_Problem to work on:_ From the first line through the last, transcribe the listing word for word.
━━━━━━━━━━━━━━━━━━━━━━━━━━━━━━
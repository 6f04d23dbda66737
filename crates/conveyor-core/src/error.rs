//! Error taxonomy for Conveyor.
//!
//! Failures are layered the way execution is layered: a stage failure is
//! local to its variant, a variant failure is recorded by its job, and a job
//! failure aborts the owning pipeline run. Configuration problems are caught
//! before any execution begins and surface as `ConfigError`.

use thiserror::Error;

/// Raised by a stage's own logic during `Stage::execute`.
#[derive(Debug, Error)]
pub enum StageError {
    #[error("command exited with code {code}: {message}")]
    CommandFailed { code: i32, message: String },

    #[error("io error: {0}")]
    Io(#[from] std::io::Error),

    #[error("utility error: {0}")]
    Utility(#[from] UtilityError),

    #[error("{0}")]
    Failed(String),
}

/// Raised by shared helper code invoked during stage execution.
#[derive(Debug, Error)]
pub enum UtilityError {
    #[error("unresolved placeholder: ${{{{ {0} }}}}")]
    UnresolvedPlaceholder(String),

    #[error("{0}")]
    Other(String),
}

/// Raised by a job when a stage in one of its variants fails. Always carries
/// the original error kind and message.
#[derive(Debug, Error)]
pub enum JobError {
    #[error("stage execution error: {0}")]
    Stage(#[from] StageError),

    #[error("utility error: {0}")]
    Utility(#[from] UtilityError),

    #[error("{0}")]
    Failed(String),
}

/// Raised by the pipeline engine, either wrapping a failed job or directly
/// for an execution-level problem.
#[derive(Debug, Error)]
pub enum PipelineError {
    #[error("job {job}: {source}")]
    Job {
        job: String,
        #[source]
        source: JobError,
    },

    #[error("required params on pipeline {pipeline} are not set: {missing:?}")]
    MissingParams {
        pipeline: String,
        missing: Vec<String>,
    },

    #[error("job {job} does not exist in pipeline {pipeline}")]
    UnknownJob { job: String, pipeline: String },

    #[error("execution of pipeline {0} timed out")]
    Timeout(String),
}

/// Configuration problems detected at construction or load time.
#[derive(Debug, Error)]
pub enum ConfigError {
    #[error("unknown stage kind: {0}")]
    UnknownStageKind(String),

    #[error("include entry {0} should have keys equal to a matrix variant")]
    InvalidInclude(String),

    #[error("max-parallel must be greater than zero")]
    InvalidMaxParallel,

    #[error("pipeline name should not contain a template placeholder: {0}")]
    TemplatedName(String),

    #[error("job id should not contain a template placeholder: {0}")]
    TemplatedJobId(String),

    #[error("needed jobs {missing:?} do not exist in pipeline {pipeline}")]
    UnknownNeeds {
        pipeline: String,
        missing: Vec<String>,
    },

    #[error("invalid cron expression {expr}: {message}")]
    InvalidCron { expr: String, message: String },

    #[error("cycle detected in job dependencies")]
    CycleDetected,

    #[error("io error: {0}")]
    Io(#[from] std::io::Error),

    #[error("invalid pipeline file: {0}")]
    Parse(String),
}
//! Matrix strategy expansion.

use conveyor_core::context::Variant;
use conveyor_core::error::ConfigError;
use indexmap::IndexMap;
use serde::{Deserialize, Serialize};
use serde_json::Value;

/// Matrix configuration of a job: the cross product of `matrix` defines the
/// set of execution variants, filtered by `exclude` and extended by
/// `include`.
#[derive(Debug, Clone, Serialize, Deserialize)]
pub struct Strategy {
    #[serde(default, rename = "fail-fast")]
    pub fail_fast: bool,
    /// Maximum number of variants running in parallel. 1 means sequential.
    #[serde(default = "default_max_parallel", rename = "max-parallel")]
    pub max_parallel: usize,
    #[serde(default)]
    pub matrix: IndexMap<String, Vec<Value>>,
    #[serde(default)]
    pub include: Vec<Variant>,
    #[serde(default)]
    pub exclude: Vec<Variant>,
}

fn default_max_parallel() -> usize {
    1
}

impl Default for Strategy {
    fn default() -> Self {
        Self {
            fail_fast: false,
            max_parallel: 1,
            matrix: IndexMap::new(),
            include: Vec::new(),
            exclude: Vec::new(),
        }
    }
}

impl Strategy {
    /// True if a matrix was configured.
    pub fn is_set(&self) -> bool {
        !self.matrix.is_empty()
    }

    pub fn validate(&self) -> Result<(), ConfigError> {
        if self.max_parallel == 0 {
            return Err(ConfigError::InvalidMaxParallel);
        }
        Ok(())
    }

    /// Expand the matrix into concrete variants. Pure and deterministic:
    /// cross-product rows in matrix key order (rightmost key varies
    /// fastest), minus excluded rows, plus validated includes.
    pub fn make(&self) -> Result<Vec<Variant>, ConfigError> {
        if self.matrix.is_empty() {
            return Ok(vec![Variant::new()]);
        }

        let mut rows: Vec<Variant> = Vec::new();
        for row in self.cross_product() {
            let excluded = self
                .exclude
                .iter()
                .any(|exclude| exclude.iter().all(|(k, v)| row.get(k) == Some(v)));
            if !excluded {
                rows.push(row);
            }
        }

        // Everything excluded and nothing to add back: one default variant,
        // mirroring the unset-matrix case.
        if rows.is_empty() && self.include.is_empty() {
            return Ok(vec![Variant::new()]);
        }

        let mut added: Vec<Variant> = Vec::new();
        for include in &self.include {
            // An include is not a free-form patch: its keys must conform to
            // the shape of at least one generated row.
            let conforms = rows
                .iter()
                .any(|row| include.keys().all(|k| row.contains_key(k)));
            if !conforms {
                return Err(ConfigError::InvalidInclude(
                    serde_json::to_string(include).unwrap_or_default(),
                ));
            }

            let duplicate = rows.iter().chain(added.iter()).any(|row| {
                row.iter().all(|(k, v)| include.get(k) == Some(v))
            });
            if duplicate {
                continue;
            }
            added.push(include.clone());
        }

        rows.extend(added);
        Ok(rows)
    }

    fn cross_product(&self) -> Vec<Variant> {
        let mut rows = vec![Variant::new()];
        for (key, values) in &self.matrix {
            let mut next = Vec::with_capacity(rows.len() * values.len());
            for row in &rows {
                for value in values {
                    let mut extended = row.clone();
                    extended.insert(key.clone(), value.clone());
                    next.push(extended);
                }
            }
            rows = next;
        }
        rows
    }
}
━━━━━━━━━━━━━━━━━━━━━━━━━━━━━━
_Response:_
repository 6f04d23dbda66737
filename crates/conveyor-core/src/error.rs
//! Error taxonomy for Conveyor.
//!
//! Failures are layered the way execution is layered: a stage failure is
//! local to its variant, a variant failure is recorded by its job, and a job
//! failure aborts the owning pipeline run. Configuration problems are caught
//! before any execution begins and surface as `ConfigError`.

use thiserror::Error;

/// Raised by a stage's own logic during `Stage::execute`.
#[derive(Debug, Error)]
pub enum StageError {
    #[error("command exited with code {code}: {message}")]
    CommandFailed { code: i32, message: String },

    #[error("io error: {0}")]
    Io(#[from] std::io::Error),

    #[error("utility error: {0}")]
    Utility(#[from] UtilityError),

    #[error("{0}")]
    Failed(String),
}

/// Raised by shared helper code invoked during stage execution.
#[derive(Debug, Error)]
pub enum UtilityError {
    #[error("unresolved placeholder: ${{{{ {0} }}}}")]
    UnresolvedPlaceholder(String),

    #[error("{0}")]
    Other(String),
}

/// Raised by a job when a stage in one of its variants fails. Always carries
/// the original error kind and message.
#[derive(Debug, Error)]
pub enum JobError {
    #[error("stage execution error: {0}")]
    Stage(#[from] StageError),

    #[error("utility error: {0}")]
    Utility(#[from] UtilityError),

    #[error("{0}")]
    Failed(String),
}

/// Raised by the pipeline engine, either wrapping a failed job or directly
/// for an execution-level problem.
#[derive(Debug, Error)]
pub enum PipelineError {
    #[error("job {job}: {source}")]
    Job {
        job: String,
        #[source]
        source: JobError,
    },

    #[error("required params on pipeline {pipeline} are not set: {missing:?}")]
    MissingParams {
        pipeline: String,
        missing: Vec<String>,
    },

    #[error("job {job} does not exist in pipeline {pipeline}")]
    UnknownJob { job: String, pipeline: String },

    #[error("execution of pipeline {0} timed out")]
    Timeout(String),
}

/// Configuration problems detected at construction or load time.
#[derive(Debug, Error)]
pub enum ConfigError {
    #[error("unknown stage kind: {0}")]
    UnknownStageKind(String),

    #[error("include entry {0} should have keys equal to a matrix variant")]
    InvalidInclude(String),

    #[error("max-parallel must be greater than zero")]
    InvalidMaxParallel,

    #[error("pipeline name should not contain a template placeholder: {0}")]
    TemplatedName(String),

    #[error("job id should not contain a template placeholder: {0}")]
    TemplatedJobId(String),

    #[error("needed jobs {missing:?} do not exist in pipeline {pipeline}")]
    UnknownNeeds {
        pipeline: String,
        missing: Vec<String>,
    },

    #[error("invalid cron expression {expr}: {message}")]
    InvalidCron { expr: String, message: String },

    #[error("cycle detected in job dependencies")]
    CycleDetected,

    #[error("io error: {0}")]
    Io(#[from] std::io::Error),

    #[error("invalid pipeline file: {0}")]
    Parse(String),
}
//! Matrix strategy expansion.

use conveyor_core::context::Variant;
use conveyor_core::error::ConfigError;
use indexmap::IndexMap;
use serde::{Deserialize, Serialize};
use serde_json::Value;

/// Matrix configuration of a job: the cross product of `matrix` defines the
/// set of execution variants, filtered by `exclude` and extended by
/// `include`.
#[derive(Debug, Clone, Serialize, Deserialize)]
pub struct Strategy {
    #[serde(default, rename = "fail-fast")]
    pub fail_fast: bool,
    /// Maximum number of variants running in parallel. 1 means sequential.
    #[serde(default = "default_max_parallel", rename = "max-parallel")]
    pub max_parallel: usize,
    #[serde(default)]
    pub matrix: IndexMap<String, Vec<Value>>,
    #[serde(default)]
    pub include: Vec<Variant>,
    #[serde(default)]
    pub exclude: Vec<Variant>,
}

fn default_max_parallel() -> usize {
    1
}

impl Default for Strategy {
    fn default() -> Self {
        Self {
            fail_fast: false,
            max_parallel: 1,
            matrix: IndexMap::new(),
            include: Vec::new(),
            exclude: Vec::new(),
        }
    }
}

impl Strategy {
    /// True if a matrix was configured.
    pub fn is_set(&self) -> bool {
        !self.matrix.is_empty()
    }

    pub fn validate(&self) -> Result<(), ConfigError> {
        if self.max_parallel == 0 {
            return Err(ConfigError::InvalidMaxParallel);
        }
        Ok(())
    }

    /// Expand the matrix into concrete variants. Pure and deterministic:
    /// cross-product rows in matrix key order (rightmost key varies
    /// fastest), minus excluded rows, plus validated includes.
    pub fn make(&self) -> Result<Vec<Variant>, ConfigError> {
        if self.matrix.is_empty() {
            return Ok(vec![Variant::new()]);
        }

        let mut rows: Vec<Variant> = Vec::new();
        for row in self.cross_product() {
            let excluded = self
                .exclude
                .iter()
                .any(|exclude| exclude.iter().all(|(k, v)| row.get(k) == Some(v)));
            if !excluded {
                rows.push(row);
            }
        }

        // Everything excluded and nothing to add back: one default variant,
        // mirroring the unset-matrix case.
        if rows.is_empty() && self.include.is_empty() {
            return Ok(vec![Variant::new()]);
        }

        let mut added: Vec<Variant> = Vec::new();
        for include in &self.include {
            // An include is not a free-form patch: its keys must conform to
            // the shape of at least one generated row.
            let conforms = rows
                .iter()
                .any(|row| include.keys().all(|k| row.contains_key(k)));
            if !conforms {
                return Err(ConfigError::InvalidInclude(
                    serde_json::to_string(include).unwrap_or_default(),
                ));
            }

            let duplicate = rows.iter().chain(added.iter()).any(|row| {
                row.iter().all(|(k, v)| include.get(k) == Some(v))
            });
            if duplicate {
                continue;
            }
            added.push(include.clone());
        }

        rows.extend(added);
        Ok(rows)
    }

    fn cross_product(&self) -> Vec<Variant> {
        let mut rows = vec![Variant::new()];
        for (key, values) in &self.matrix {
            let mut next = Vec::with_capacity(rows.len() * values.len());
            for row in &rows {
                for value in values {
                    let mut extended = row.clone();
                    extended.insert(key.clone(), value.clone());
                    next.push(extended);
                }
            }
            rows = next;
        }
        rows
    }
}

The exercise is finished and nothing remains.